§ **Records for the task**

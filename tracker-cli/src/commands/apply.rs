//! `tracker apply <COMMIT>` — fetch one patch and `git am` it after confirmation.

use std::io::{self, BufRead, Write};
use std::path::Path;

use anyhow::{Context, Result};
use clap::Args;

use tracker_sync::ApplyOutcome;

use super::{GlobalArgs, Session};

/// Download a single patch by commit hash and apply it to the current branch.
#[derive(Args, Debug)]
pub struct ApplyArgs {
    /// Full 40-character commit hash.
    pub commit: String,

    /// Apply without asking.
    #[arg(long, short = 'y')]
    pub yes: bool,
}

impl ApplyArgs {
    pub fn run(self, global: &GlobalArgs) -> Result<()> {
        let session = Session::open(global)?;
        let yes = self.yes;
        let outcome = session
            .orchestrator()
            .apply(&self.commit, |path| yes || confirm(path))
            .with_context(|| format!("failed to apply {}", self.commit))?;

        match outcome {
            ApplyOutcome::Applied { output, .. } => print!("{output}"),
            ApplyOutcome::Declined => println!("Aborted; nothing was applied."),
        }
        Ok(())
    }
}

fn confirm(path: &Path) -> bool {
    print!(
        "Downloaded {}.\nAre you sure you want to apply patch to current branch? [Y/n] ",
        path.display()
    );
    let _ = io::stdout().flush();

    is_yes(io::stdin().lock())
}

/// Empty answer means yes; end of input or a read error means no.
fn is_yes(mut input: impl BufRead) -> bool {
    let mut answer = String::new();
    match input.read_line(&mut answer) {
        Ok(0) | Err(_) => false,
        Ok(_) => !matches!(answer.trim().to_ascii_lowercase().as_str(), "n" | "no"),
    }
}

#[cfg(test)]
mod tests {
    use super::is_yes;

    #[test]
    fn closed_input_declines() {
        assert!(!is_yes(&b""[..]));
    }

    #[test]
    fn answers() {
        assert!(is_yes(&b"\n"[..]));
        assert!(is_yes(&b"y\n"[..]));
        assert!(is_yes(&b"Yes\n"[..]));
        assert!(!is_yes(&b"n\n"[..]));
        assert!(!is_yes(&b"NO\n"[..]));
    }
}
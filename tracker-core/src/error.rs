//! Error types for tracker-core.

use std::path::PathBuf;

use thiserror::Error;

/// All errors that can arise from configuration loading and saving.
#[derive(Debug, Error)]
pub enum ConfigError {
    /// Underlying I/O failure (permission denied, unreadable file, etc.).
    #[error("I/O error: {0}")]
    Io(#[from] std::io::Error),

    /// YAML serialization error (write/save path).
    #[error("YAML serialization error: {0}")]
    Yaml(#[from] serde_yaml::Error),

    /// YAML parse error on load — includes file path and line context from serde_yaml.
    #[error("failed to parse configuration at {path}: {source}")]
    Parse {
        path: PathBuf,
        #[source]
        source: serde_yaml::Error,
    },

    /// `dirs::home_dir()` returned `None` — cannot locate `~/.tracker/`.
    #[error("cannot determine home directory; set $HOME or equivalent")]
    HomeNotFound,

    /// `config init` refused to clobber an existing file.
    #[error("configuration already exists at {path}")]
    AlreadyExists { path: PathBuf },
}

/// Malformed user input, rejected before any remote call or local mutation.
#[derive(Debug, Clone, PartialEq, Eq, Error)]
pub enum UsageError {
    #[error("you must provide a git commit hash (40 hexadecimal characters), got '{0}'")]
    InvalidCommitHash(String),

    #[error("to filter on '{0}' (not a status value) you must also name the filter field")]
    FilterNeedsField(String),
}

---

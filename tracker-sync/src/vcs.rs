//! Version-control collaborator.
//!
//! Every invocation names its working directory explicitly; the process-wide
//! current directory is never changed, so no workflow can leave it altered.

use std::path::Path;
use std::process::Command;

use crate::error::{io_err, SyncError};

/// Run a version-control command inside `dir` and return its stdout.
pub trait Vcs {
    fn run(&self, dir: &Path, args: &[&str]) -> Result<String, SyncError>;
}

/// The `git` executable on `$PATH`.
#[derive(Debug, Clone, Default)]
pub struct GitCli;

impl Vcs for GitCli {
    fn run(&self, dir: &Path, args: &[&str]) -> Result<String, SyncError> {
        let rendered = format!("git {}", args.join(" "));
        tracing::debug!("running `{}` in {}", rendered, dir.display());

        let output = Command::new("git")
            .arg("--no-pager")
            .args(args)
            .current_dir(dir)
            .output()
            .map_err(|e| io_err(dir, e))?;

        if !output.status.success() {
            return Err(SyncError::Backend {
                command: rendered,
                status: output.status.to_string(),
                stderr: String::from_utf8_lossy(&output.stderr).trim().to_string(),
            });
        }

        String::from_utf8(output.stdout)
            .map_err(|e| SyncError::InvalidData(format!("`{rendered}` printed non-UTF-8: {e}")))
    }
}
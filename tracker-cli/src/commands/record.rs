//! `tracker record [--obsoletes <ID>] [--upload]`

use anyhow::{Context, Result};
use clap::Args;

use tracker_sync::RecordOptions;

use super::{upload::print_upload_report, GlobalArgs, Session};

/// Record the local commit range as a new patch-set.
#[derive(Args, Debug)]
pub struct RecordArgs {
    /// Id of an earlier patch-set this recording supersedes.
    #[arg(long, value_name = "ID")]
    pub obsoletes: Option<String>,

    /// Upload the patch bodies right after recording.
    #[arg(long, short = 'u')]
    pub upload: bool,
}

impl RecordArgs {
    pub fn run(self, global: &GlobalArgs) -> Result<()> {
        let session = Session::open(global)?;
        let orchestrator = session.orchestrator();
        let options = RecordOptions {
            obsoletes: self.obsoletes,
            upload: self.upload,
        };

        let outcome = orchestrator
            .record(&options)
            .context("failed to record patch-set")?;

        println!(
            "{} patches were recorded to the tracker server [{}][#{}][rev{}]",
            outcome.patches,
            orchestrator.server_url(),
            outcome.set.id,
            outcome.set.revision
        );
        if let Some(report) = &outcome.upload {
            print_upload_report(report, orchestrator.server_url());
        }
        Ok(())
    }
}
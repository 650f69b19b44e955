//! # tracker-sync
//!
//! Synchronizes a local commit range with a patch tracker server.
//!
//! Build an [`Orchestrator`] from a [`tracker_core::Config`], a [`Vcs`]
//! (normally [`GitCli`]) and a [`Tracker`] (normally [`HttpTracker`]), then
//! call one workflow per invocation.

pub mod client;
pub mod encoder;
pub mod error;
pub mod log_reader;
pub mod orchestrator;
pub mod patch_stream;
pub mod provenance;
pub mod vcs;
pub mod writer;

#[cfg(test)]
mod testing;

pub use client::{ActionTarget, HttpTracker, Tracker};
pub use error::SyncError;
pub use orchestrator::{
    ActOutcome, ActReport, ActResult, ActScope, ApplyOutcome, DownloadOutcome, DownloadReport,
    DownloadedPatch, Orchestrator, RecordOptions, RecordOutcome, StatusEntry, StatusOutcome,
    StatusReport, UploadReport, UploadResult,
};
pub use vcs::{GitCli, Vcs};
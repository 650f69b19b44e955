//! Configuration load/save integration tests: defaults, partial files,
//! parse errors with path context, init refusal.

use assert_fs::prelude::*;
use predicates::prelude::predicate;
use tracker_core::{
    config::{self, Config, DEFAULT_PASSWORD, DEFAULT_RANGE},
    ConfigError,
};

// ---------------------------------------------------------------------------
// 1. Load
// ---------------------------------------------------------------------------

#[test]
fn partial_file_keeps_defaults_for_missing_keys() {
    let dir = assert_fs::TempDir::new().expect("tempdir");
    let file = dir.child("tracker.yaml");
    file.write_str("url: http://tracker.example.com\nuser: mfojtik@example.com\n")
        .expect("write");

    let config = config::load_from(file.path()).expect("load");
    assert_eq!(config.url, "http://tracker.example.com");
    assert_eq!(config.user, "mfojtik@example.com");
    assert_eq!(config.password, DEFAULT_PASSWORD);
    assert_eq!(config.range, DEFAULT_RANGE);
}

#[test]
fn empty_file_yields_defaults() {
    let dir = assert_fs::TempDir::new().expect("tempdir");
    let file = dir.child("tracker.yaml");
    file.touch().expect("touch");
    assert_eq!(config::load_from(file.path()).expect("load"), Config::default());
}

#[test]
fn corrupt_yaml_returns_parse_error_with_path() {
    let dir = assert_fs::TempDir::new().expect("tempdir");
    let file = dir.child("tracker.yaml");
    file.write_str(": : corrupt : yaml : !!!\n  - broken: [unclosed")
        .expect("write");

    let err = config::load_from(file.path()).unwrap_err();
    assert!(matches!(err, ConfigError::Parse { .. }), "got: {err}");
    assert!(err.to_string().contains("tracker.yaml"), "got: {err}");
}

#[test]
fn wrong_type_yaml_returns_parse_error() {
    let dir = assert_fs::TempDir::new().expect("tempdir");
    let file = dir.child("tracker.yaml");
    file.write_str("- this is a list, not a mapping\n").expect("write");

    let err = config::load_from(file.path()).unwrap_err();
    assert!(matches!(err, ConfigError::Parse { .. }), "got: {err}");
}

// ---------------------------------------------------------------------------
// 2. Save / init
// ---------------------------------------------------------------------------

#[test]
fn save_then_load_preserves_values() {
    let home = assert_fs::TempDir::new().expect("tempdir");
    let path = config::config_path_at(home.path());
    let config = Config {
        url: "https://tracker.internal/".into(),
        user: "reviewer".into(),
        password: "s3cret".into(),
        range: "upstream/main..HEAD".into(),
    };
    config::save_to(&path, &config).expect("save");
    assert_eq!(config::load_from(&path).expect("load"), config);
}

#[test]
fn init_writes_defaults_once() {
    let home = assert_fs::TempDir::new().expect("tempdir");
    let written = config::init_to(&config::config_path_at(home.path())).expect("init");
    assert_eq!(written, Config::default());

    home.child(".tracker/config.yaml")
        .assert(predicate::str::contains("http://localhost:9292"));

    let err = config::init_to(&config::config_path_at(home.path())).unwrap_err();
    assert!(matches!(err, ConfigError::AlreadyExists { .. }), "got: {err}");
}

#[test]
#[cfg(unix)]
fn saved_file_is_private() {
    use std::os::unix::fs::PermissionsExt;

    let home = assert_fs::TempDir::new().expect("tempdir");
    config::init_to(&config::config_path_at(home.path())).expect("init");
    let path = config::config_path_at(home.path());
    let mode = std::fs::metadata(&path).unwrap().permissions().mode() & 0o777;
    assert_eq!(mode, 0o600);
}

§ **Aim of the exercise**
Every line above that has the string "workflow" needs to be copied.

§ **Response below**
//! current directory is never changed, so no workflow can leave it altered.
//! call one workflow per invocation.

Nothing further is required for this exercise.